Provide an exact transcription of all the records.

_Supplied data_
=====

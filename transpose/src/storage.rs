use crate::context::RunContext;
use crate::error::TransposeError;
use crate::layout::MatrixLayout;
use crate::view::{StridedView, StridedViewMut};
use model::types_and_const::{PeerId, SENTINEL};
use rayon::prelude::*;

#[cfg(test)]
#[path = "tests/storage_tests.rs"]
pub mod storage_tests;

fn reserve(len: usize, peer: PeerId, what: &'static str) -> Result<Vec<f64>, TransposeError> {
    let mut data = Vec::new();
    data.try_reserve_exact(len)
        .map_err(|_| TransposeError::Allocation { peer, what })?;
    Ok(data)
}

/// The `order x block_order` slice of a matrix owned by one peer, column-major.
///
/// The memory is reserved by `allocate` but holds no element until `fill` runs, so that pages
/// are first touched by the threads that later work on them.
#[derive(Debug)]
pub struct ColumnBlock {
    data: Vec<f64>,
    len: usize,
    order: usize,
    block_order: usize,
}

impl ColumnBlock {
    pub fn allocate(
        layout: &MatrixLayout,
        what: &'static str,
    ) -> Result<Self, TransposeError> {
        Ok(Self {
            data: reserve(layout.col_block_size, layout.me, what)?,
            len: layout.col_block_size,
            order: layout.order,
            block_order: layout.block_order,
        })
    }

    /// Sets element `(row, col)` to `value(row, col)`, in parallel over the current thread pool.
    pub fn fill<F>(&mut self, value: F)
    where
        F: Fn(usize, usize) -> f64 + Sync + Send,
    {
        let order = self.order;
        self.data.clear();
        self.data
            .par_extend((0..self.len).into_par_iter().map(|k| value(k % order, k / order)));
    }

    pub fn as_slice(&self) -> &[f64] {
        &self.data
    }

    pub fn get(&self, row: usize, col: usize) -> f64 {
        self.data[row + self.order * col]
    }

    /// Square block made of the rows of peer `owner`.
    pub fn block(&self, owner: PeerId) -> StridedView<'_> {
        let bo = self.block_order;
        StridedView::new(&self.data, owner * bo, self.order, bo, bo)
    }

    pub fn block_mut(&mut self, owner: PeerId) -> StridedViewMut<'_> {
        let bo = self.block_order;
        StridedViewMut::new(&mut self.data, owner * bo, self.order, bo, bo)
    }

    /// Copies `incoming`, a dense column-major block, into the block of peer `owner`.
    pub fn scatter(&mut self, ctx: &RunContext, owner: PeerId, incoming: &[f64]) {
        let bo = self.block_order;
        assert_eq!(incoming.len(), bo * bo, "incoming block has the wrong size");
        let block = self.block_mut(owner);
        ctx.install(|| {
            block
                .par_columns_mut()
                .zip(incoming.par_chunks(bo))
                .for_each(|(column, source)| column.copy_from_slice(source));
        });
    }

    /// Columns with all their rows, in parallel.
    pub fn par_columns(&self) -> impl IndexedParallelIterator<Item = &[f64]> {
        self.data.par_chunks(self.order)
    }
}

/// Scratch blocks of the ring exchange, stored densely with stride `block_order`.
#[derive(Debug)]
pub struct Workspace {
    pub outgoing: Vec<f64>,
    pub incoming: Vec<f64>,
    block_order: usize,
}

impl Workspace {
    pub fn allocate(layout: &MatrixLayout) -> Result<Self, TransposeError> {
        let mut outgoing = reserve(layout.block_size, layout.me, "the outgoing block")?;
        let mut incoming = reserve(layout.block_size, layout.me, "the incoming block")?;
        outgoing.resize(layout.block_size, 0.0);
        incoming.resize(layout.block_size, 0.0);
        Ok(Self {
            outgoing,
            incoming,
            block_order: layout.block_order,
        })
    }

    pub fn outgoing_mut(&mut self) -> StridedViewMut<'_> {
        let bo = self.block_order;
        StridedViewMut::new(&mut self.outgoing, 0, bo, bo, bo)
    }
}

/// Everything a peer stores: its column blocks of `A` and `B`, plus the exchange workspace
/// when there is anybody to exchange with.
#[derive(Debug)]
pub struct Matrices {
    pub a: ColumnBlock,
    pub b: ColumnBlock,
    pub workspace: Option<Workspace>,
}

impl Matrices {
    pub fn allocate(layout: &MatrixLayout) -> Result<Self, TransposeError> {
        let a = ColumnBlock::allocate(layout, "the source matrix")?;
        let b = ColumnBlock::allocate(layout, "the destination matrix")?;
        let workspace = if layout.num_peers > 1 {
            Some(Workspace::allocate(layout)?)
        } else {
            None
        };
        Ok(Self { a, b, workspace })
    }

    /// Loads the initial source values and marks every destination element as unwritten.
    pub fn initialize(&mut self, ctx: &RunContext) {
        let layout = &ctx.layout;
        let (a, b) = (&mut self.a, &mut self.b);
        ctx.install(|| {
            a.fill(|row, col| layout.source_value(row, col + layout.colstart));
            b.fill(|_, _| SENTINEL);
        });
    }
}
use crate::error::TransposeError;
use crate::layout::MatrixLayout;
use crate::transposer::{transposer_for, LocalTranspose};
use crate::view::{StridedView, StridedViewMut};
use config::Parameters;
use log::debug;
use model::types_and_const::PeerId;
use rayon::{ThreadPool, ThreadPoolBuilder};

/// Everything a peer resolves once before the first iteration.
pub struct RunContext {
    pub me: PeerId,
    pub num_peers: usize,
    pub parameters: Parameters,
    pub layout: MatrixLayout,
    pool: ThreadPool,
    transposer: Box<dyn LocalTranspose>,
}

impl RunContext {
    /// Sizes the partition of `me` and builds its thread pool. The parameters must already be
    /// valid for `num_peers`.
    pub fn new(
        me: PeerId,
        num_peers: usize,
        parameters: Parameters,
    ) -> Result<Self, TransposeError> {
        let layout = MatrixLayout::new(me, num_peers, &parameters)?;
        let threads = parameters.threads;
        let pool = ThreadPoolBuilder::new()
            .num_threads(threads)
            .thread_name(move |i| format!("peer-{}-worker-{}", me, i))
            .build()
            .map_err(|source| TransposeError::ThreadPool { threads, source })?;
        debug!("Peer {} uses {:?}", me, layout.strategy);

        Ok(Self {
            me,
            num_peers,
            transposer: transposer_for(layout.strategy),
            parameters,
            layout,
            pool,
        })
    }

    /// Runs `op` inside the thread pool of the peer.
    pub fn install<OP, R>(&self, op: OP) -> R
    where
        OP: FnOnce() -> R + Send,
        R: Send,
    {
        self.pool.install(op)
    }

    /// Transposes `src` into `dst` with the strategy chosen for this run.
    pub fn transpose_block(&self, src: StridedView<'_>, dst: StridedViewMut<'_>) {
        self.install(|| self.transposer.transpose(src, dst));
    }
}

=====

_Expected output_
filename transpose/src/storage.rs
use crate::context::RunContext;
use crate::error::TransposeError;
use crate::layout::MatrixLayout;
use crate::view::{StridedView, StridedViewMut};
use model::types_and_const::{PeerId, SENTINEL};
use rayon::prelude::*;

#[cfg(test)]
#[path = "tests/storage_tests.rs"]
pub mod storage_tests;

fn reserve(len: usize, peer: PeerId, what: &'static str) -> Result<Vec<f64>, TransposeError> {
    let mut data = Vec::new();
    data.try_reserve_exact(len)
        .map_err(|_| TransposeError::Allocation { peer, what })?;
    Ok(data)
}

/// The `order x block_order` slice of a matrix owned by one peer, column-major.
///
/// The memory is reserved by `allocate` but holds no element until `fill` runs, so that pages
/// are first touched by the threads that later work on them.
#[derive(Debug)]
pub struct ColumnBlock {
    data: Vec<f64>,
    len: usize,
    order: usize,
    block_order: usize,
}

impl ColumnBlock {
    pub fn allocate(
        layout: &MatrixLayout,
        what: &'static str,
    ) -> Result<Self, TransposeError> {
        Ok(Self {
            data: reserve(layout.col_block_size, layout.me, what)?,
            len: layout.col_block_size,
            order: layout.order,
            block_order: layout.block_order,
        })
    }

    /// Sets element `(row, col)` to `value(row, col)`, in parallel over the current thread pool.
    pub fn fill<F>(&mut self, value: F)
    where
        F: Fn(usize, usize) -> f64 + Sync + Send,
    {
        let order = self.order;
        self.data.clear();
        self.data
            .par_extend((0..self.len).into_par_iter().map(|k| value(k % order, k / order)));
    }

    pub fn as_slice(&self) -> &[f64] {
        &self.data
    }

    pub fn get(&self, row: usize, col: usize) -> f64 {
        self.data[row + self.order * col]
    }

    /// Square block made of the rows of peer `owner`.
    pub fn block(&self, owner: PeerId) -> StridedView<'_> {
        let bo = self.block_order;
        StridedView::new(&self.data, owner * bo, self.order, bo, bo)
    }

    pub fn block_mut(&mut self, owner: PeerId) -> StridedViewMut<'_> {
        let bo = self.block_order;
        StridedViewMut::new(&mut self.data, owner * bo, self.order, bo, bo)
    }

    /// Copies `incoming`, a dense column-major block, into the block of peer `owner`.
    pub fn scatter(&mut self, ctx: &RunContext, owner: PeerId, incoming: &[f64]) {
        let bo = self.block_order;
        assert_eq!(incoming.len(), bo * bo, "incoming block has the wrong size");
        let block = self.block_mut(owner);
        ctx.install(|| {
            block
                .par_columns_mut()
                .zip(incoming.par_chunks(bo))
                .for_each(|(column, source)| column.copy_from_slice(source));
        });
    }

    /// Columns with all their rows, in parallel.
    pub fn par_columns(&self) -> impl IndexedParallelIterator<Item = &[f64]> {
        self.data.par_chunks(self.order)
    }
}

/// Scratch blocks of the ring exchange, stored densely with stride `block_order`.
#[derive(Debug)]
pub struct Workspace {
    pub outgoing: Vec<f64>,
    pub incoming: Vec<f64>,
    block_order: usize,
}

impl Workspace {
    pub fn allocate(layout: &MatrixLayout) -> Result<Self, TransposeError> {
        let mut outgoing = reserve(layout.block_size, layout.me, "the outgoing block")?;
        let mut incoming = reserve(layout.block_size, layout.me, "the incoming block")?;
        outgoing.resize(layout.block_size, 0.0);
        incoming.resize(layout.block_size, 0.0);
        Ok(Self {
            outgoing,
            incoming,
            block_order: layout.block_order,
        })
    }

    pub fn outgoing_mut(&mut self) -> StridedViewMut<'_> {
        let bo = self.block_order;
        StridedViewMut::new(&mut self.outgoing, 0, bo, bo, bo)
    }
}

/// Everything a peer stores: its column blocks of `A` and `B`, plus the exchange workspace
/// when there is anybody to exchange with.
#[derive(Debug)]
pub struct Matrices {
    pub a: ColumnBlock,
    pub b: ColumnBlock,
    pub workspace: Option<Workspace>,
}

impl Matrices {
    pub fn allocate(layout: &MatrixLayout) -> Result<Self, TransposeError> {
        let a = ColumnBlock::allocate(layout, "the source matrix")?;
        let b = ColumnBlock::allocate(layout, "the destination matrix")?;
        let workspace = if layout.num_peers > 1 {
            Some(Workspace::allocate(layout)?)
        } else {
            None
        };
        Ok(Self { a, b, workspace })
    }

    /// Loads the initial source values and marks every destination element as unwritten.
    pub fn initialize(&mut self, ctx: &RunContext) {
        let layout = &ctx.layout;
        let (a, b) = (&mut self.a, &mut self.b);
        ctx.install(|| {
            a.fill(|row, col| layout.source_value(row, col + layout.colstart));
            b.fill(|_, _| SENTINEL);
        });
    }
}
use crate::error::TransposeError;
use crate::layout::MatrixLayout;
use crate::transposer::{transposer_for, LocalTranspose};
use crate::view::{StridedView, StridedViewMut};
use config::Parameters;
use log::debug;
use model::types_and_const::PeerId;
use rayon::{ThreadPool, ThreadPoolBuilder};

/// Everything a peer resolves once before the first iteration.
pub struct RunContext {
    pub me: PeerId,
    pub num_peers: usize,
    pub parameters: Parameters,
    pub layout: MatrixLayout,
    pool: ThreadPool,
    transposer: Box<dyn LocalTranspose>,
}

impl RunContext {
    /// Sizes the partition of `me` and builds its thread pool. The parameters must already be
    /// valid for `num_peers`.
    pub fn new(
        me: PeerId,
        num_peers: usize,
        parameters: Parameters,
    ) -> Result<Self, TransposeError> {
        let layout = MatrixLayout::new(me, num_peers, &parameters)?;
        let threads = parameters.threads;
        let pool = ThreadPoolBuilder::new()
            .num_threads(threads)
            .thread_name(move |i| format!("peer-{}-worker-{}", me, i))
            .build()
            .map_err(|source| TransposeError::ThreadPool { threads, source })?;
        debug!("Peer {} uses {:?}", me, layout.strategy);

        Ok(Self {
            me,
            num_peers,
            transposer: transposer_for(layout.strategy),
            parameters,
            layout,
            pool,
        })
    }

    /// Runs `op` inside the thread pool of the peer.
    pub fn install<OP, R>(&self, op: OP) -> R
    where
        OP: FnOnce() -> R + Send,
        R: Send,
    {
        self.pool.install(op)
    }

    /// Transposes `src` into `dst` with the strategy chosen for this run.
    pub fn transpose_block(&self, src: StridedView<'_>, dst: StridedViewMut<'_>) {
        self.install(|| self.transposer.transpose(src, dst));
    }
}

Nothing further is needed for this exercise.